Data records:
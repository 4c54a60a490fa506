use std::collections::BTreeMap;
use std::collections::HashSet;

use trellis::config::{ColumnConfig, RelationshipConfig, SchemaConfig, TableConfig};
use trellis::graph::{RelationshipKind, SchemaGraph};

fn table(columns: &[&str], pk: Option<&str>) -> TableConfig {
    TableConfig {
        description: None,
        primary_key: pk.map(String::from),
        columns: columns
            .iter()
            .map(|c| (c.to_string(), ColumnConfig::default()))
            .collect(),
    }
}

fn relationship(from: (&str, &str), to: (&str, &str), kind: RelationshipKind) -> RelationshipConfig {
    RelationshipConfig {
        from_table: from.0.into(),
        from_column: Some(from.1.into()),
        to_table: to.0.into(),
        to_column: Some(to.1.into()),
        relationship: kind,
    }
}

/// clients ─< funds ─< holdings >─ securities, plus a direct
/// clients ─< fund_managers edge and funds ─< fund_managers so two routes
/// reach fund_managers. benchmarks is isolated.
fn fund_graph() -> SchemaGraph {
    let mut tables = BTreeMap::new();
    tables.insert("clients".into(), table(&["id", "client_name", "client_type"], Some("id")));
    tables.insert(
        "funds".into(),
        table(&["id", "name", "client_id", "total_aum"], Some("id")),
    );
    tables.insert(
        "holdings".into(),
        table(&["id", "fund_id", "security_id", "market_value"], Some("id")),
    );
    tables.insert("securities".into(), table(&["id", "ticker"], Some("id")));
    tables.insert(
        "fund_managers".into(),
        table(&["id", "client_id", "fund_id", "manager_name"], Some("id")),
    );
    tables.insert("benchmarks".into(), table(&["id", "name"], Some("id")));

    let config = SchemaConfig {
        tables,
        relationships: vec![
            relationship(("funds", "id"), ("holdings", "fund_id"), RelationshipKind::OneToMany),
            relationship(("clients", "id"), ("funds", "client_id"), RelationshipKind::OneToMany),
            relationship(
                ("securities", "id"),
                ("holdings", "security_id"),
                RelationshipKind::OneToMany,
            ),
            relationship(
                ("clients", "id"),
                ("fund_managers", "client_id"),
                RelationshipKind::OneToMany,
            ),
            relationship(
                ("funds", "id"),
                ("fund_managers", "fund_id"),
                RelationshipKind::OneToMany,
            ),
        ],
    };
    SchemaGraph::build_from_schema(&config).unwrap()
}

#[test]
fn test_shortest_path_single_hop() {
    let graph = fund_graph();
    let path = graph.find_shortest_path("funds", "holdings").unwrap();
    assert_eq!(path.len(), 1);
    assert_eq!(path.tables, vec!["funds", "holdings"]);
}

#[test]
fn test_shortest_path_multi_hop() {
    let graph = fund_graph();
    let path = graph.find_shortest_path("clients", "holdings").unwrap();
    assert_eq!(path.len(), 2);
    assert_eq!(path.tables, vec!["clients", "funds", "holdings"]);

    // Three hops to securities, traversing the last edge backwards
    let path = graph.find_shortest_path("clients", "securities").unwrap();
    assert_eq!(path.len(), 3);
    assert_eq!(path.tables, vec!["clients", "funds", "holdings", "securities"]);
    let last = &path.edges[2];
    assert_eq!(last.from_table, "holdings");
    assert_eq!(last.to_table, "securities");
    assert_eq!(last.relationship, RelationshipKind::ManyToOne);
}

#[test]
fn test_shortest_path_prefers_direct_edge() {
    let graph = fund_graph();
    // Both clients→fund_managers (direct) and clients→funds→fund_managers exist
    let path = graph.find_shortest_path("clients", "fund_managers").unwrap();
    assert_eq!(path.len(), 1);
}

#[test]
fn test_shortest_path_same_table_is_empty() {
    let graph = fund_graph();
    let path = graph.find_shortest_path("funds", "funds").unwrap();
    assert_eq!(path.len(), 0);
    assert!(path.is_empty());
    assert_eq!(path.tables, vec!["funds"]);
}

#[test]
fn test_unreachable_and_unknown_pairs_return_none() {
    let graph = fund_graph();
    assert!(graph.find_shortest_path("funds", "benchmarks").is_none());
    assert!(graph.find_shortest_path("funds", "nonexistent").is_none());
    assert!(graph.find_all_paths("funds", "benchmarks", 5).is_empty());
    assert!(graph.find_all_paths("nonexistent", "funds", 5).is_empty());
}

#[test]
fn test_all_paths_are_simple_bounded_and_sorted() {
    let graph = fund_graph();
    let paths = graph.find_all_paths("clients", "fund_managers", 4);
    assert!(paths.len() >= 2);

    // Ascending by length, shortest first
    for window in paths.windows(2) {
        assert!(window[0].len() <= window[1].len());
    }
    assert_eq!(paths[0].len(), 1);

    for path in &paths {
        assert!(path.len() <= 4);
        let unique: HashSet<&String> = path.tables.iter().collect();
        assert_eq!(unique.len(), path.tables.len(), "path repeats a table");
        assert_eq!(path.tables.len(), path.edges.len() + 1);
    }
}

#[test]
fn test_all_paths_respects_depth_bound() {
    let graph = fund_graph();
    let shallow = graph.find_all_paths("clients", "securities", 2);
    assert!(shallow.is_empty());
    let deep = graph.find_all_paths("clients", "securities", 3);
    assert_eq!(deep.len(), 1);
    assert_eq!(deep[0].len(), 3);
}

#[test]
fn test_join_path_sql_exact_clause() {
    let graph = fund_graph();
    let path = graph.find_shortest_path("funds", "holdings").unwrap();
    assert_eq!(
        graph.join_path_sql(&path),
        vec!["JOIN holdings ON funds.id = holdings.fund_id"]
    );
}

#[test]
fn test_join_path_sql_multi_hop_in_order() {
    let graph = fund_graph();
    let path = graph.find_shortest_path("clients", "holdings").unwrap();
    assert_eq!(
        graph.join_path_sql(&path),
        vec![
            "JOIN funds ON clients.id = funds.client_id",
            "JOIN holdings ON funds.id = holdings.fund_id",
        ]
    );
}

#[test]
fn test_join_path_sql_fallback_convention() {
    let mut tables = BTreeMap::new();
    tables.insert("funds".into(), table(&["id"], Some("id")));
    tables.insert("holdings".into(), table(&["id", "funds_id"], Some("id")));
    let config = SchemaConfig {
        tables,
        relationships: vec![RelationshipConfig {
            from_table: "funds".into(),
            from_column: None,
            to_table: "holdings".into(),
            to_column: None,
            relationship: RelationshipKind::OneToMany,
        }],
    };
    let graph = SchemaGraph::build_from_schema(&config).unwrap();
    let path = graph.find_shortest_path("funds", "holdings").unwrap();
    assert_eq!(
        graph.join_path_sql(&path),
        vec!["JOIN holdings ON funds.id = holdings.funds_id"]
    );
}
...
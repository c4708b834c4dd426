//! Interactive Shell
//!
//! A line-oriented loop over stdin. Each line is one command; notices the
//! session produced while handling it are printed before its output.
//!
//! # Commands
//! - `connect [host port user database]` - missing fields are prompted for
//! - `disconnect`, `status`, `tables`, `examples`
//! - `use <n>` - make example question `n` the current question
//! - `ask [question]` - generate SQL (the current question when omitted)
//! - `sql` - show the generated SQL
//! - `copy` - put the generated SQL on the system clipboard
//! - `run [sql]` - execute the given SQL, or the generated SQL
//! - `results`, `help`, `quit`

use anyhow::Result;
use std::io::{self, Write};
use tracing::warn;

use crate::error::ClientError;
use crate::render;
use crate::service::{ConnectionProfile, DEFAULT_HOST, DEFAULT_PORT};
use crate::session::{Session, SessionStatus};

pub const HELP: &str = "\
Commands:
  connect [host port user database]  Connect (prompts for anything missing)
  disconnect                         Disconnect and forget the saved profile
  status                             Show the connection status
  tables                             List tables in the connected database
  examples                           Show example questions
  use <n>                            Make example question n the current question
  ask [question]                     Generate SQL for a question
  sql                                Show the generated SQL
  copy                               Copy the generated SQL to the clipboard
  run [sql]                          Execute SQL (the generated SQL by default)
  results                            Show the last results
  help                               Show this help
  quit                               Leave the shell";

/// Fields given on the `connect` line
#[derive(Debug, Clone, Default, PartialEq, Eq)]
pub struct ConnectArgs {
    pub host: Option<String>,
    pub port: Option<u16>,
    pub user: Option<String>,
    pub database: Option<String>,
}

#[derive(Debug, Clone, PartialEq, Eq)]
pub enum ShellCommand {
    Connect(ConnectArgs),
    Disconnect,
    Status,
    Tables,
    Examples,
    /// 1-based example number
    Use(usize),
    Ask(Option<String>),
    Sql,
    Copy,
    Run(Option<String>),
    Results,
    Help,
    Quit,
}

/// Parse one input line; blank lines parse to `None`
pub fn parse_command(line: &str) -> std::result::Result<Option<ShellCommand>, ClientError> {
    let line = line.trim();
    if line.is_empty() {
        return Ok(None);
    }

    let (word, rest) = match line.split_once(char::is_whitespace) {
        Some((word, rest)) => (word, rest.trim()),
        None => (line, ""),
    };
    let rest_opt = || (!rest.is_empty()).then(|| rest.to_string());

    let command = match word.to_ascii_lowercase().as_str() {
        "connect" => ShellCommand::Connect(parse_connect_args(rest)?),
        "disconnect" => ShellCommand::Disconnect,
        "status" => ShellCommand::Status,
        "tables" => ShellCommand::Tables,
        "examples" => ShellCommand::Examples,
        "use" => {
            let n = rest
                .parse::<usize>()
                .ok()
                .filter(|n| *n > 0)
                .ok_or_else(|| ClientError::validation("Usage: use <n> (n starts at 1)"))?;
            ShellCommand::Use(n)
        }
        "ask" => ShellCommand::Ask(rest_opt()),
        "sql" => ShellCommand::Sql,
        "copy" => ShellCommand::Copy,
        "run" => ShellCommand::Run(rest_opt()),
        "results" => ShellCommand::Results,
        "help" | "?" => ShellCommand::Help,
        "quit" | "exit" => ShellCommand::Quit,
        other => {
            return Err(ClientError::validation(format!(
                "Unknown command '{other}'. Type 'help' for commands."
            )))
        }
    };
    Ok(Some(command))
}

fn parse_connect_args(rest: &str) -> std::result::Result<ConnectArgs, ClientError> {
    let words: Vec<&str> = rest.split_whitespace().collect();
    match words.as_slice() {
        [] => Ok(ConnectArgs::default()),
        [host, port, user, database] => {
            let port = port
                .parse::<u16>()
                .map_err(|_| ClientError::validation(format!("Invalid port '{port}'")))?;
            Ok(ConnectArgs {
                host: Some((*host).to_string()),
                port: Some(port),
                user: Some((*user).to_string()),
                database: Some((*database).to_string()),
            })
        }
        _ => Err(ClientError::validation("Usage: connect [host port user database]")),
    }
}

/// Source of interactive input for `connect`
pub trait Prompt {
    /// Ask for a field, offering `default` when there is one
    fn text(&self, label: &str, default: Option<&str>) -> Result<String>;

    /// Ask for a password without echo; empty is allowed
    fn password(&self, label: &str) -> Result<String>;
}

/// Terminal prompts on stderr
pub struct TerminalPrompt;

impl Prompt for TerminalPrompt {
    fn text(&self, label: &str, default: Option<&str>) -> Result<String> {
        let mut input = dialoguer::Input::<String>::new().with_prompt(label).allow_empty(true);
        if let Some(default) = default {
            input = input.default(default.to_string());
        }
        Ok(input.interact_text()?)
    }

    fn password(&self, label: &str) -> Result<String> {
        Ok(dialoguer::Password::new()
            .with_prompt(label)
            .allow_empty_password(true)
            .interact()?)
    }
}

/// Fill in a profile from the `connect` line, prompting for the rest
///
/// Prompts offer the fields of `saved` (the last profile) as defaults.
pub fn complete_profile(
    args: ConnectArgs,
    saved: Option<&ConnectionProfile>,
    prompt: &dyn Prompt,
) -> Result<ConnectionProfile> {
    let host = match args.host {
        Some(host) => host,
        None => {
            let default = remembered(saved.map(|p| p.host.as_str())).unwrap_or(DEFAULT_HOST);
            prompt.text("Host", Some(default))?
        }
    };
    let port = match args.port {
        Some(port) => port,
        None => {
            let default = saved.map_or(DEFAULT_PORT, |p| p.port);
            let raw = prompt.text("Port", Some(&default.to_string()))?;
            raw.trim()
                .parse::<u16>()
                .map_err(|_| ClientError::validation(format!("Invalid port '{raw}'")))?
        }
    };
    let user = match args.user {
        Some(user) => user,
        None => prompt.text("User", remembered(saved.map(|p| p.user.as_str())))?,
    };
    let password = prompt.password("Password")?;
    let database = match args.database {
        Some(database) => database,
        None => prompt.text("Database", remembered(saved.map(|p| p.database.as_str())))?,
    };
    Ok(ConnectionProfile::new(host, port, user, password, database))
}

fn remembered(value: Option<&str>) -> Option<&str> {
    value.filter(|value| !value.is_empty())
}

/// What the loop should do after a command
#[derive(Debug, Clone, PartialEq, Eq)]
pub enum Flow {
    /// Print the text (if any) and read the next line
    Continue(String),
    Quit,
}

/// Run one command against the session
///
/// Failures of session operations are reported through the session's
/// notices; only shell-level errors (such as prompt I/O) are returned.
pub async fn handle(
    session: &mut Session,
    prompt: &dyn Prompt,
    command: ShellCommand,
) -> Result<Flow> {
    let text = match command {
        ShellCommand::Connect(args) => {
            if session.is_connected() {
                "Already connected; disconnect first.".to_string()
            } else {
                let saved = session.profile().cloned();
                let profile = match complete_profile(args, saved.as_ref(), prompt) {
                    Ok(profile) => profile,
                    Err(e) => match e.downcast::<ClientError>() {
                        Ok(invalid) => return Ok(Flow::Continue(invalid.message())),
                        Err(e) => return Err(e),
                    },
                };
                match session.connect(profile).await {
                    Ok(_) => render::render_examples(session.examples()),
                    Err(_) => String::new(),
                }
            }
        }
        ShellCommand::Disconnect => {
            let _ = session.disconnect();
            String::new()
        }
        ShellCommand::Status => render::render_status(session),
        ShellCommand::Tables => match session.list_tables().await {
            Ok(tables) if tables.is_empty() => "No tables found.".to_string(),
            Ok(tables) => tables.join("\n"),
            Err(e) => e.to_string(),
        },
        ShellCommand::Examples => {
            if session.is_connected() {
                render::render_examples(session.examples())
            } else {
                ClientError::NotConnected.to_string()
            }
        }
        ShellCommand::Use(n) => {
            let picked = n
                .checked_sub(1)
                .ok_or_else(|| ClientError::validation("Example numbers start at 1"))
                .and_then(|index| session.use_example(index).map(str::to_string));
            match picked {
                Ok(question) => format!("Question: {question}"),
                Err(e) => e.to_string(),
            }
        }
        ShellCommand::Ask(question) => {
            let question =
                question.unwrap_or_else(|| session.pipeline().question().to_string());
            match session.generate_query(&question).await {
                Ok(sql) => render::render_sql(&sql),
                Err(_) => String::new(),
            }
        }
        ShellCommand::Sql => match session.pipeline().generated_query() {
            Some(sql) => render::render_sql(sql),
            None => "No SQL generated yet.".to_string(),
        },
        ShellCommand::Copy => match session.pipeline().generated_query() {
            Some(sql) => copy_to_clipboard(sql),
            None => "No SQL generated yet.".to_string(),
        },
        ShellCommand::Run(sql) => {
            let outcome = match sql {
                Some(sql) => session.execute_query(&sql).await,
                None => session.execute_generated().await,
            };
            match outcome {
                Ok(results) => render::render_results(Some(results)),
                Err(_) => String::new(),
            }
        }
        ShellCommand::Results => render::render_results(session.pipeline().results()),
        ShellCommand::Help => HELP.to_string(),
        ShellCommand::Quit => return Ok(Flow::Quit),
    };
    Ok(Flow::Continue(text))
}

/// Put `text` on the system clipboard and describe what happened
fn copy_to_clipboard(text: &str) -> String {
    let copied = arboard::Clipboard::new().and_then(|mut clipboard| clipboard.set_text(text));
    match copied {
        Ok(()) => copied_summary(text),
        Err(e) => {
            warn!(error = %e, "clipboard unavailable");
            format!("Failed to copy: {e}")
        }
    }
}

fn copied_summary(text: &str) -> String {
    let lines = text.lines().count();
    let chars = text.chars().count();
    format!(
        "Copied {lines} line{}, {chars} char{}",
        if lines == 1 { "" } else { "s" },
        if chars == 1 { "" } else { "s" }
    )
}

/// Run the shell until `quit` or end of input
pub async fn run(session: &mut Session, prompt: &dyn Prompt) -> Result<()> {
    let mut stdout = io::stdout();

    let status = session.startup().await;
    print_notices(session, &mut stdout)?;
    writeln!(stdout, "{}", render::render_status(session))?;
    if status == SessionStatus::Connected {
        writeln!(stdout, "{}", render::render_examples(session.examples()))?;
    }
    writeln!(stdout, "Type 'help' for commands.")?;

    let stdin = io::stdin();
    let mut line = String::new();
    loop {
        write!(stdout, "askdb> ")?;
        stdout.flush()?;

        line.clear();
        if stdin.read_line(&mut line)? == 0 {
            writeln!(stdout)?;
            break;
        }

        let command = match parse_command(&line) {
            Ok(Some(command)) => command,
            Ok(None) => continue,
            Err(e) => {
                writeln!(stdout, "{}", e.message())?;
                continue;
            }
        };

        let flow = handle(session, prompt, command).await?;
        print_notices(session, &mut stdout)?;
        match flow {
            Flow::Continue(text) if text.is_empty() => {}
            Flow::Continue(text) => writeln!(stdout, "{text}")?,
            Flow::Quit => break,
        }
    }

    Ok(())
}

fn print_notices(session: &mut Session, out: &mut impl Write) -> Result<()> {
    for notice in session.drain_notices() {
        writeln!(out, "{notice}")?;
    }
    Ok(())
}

### To do
Your response should be made up of the lines in the data that contain the word "other".

### Result of the task
        other => {
                "Unknown command '{other}'. Type 'help' for commands."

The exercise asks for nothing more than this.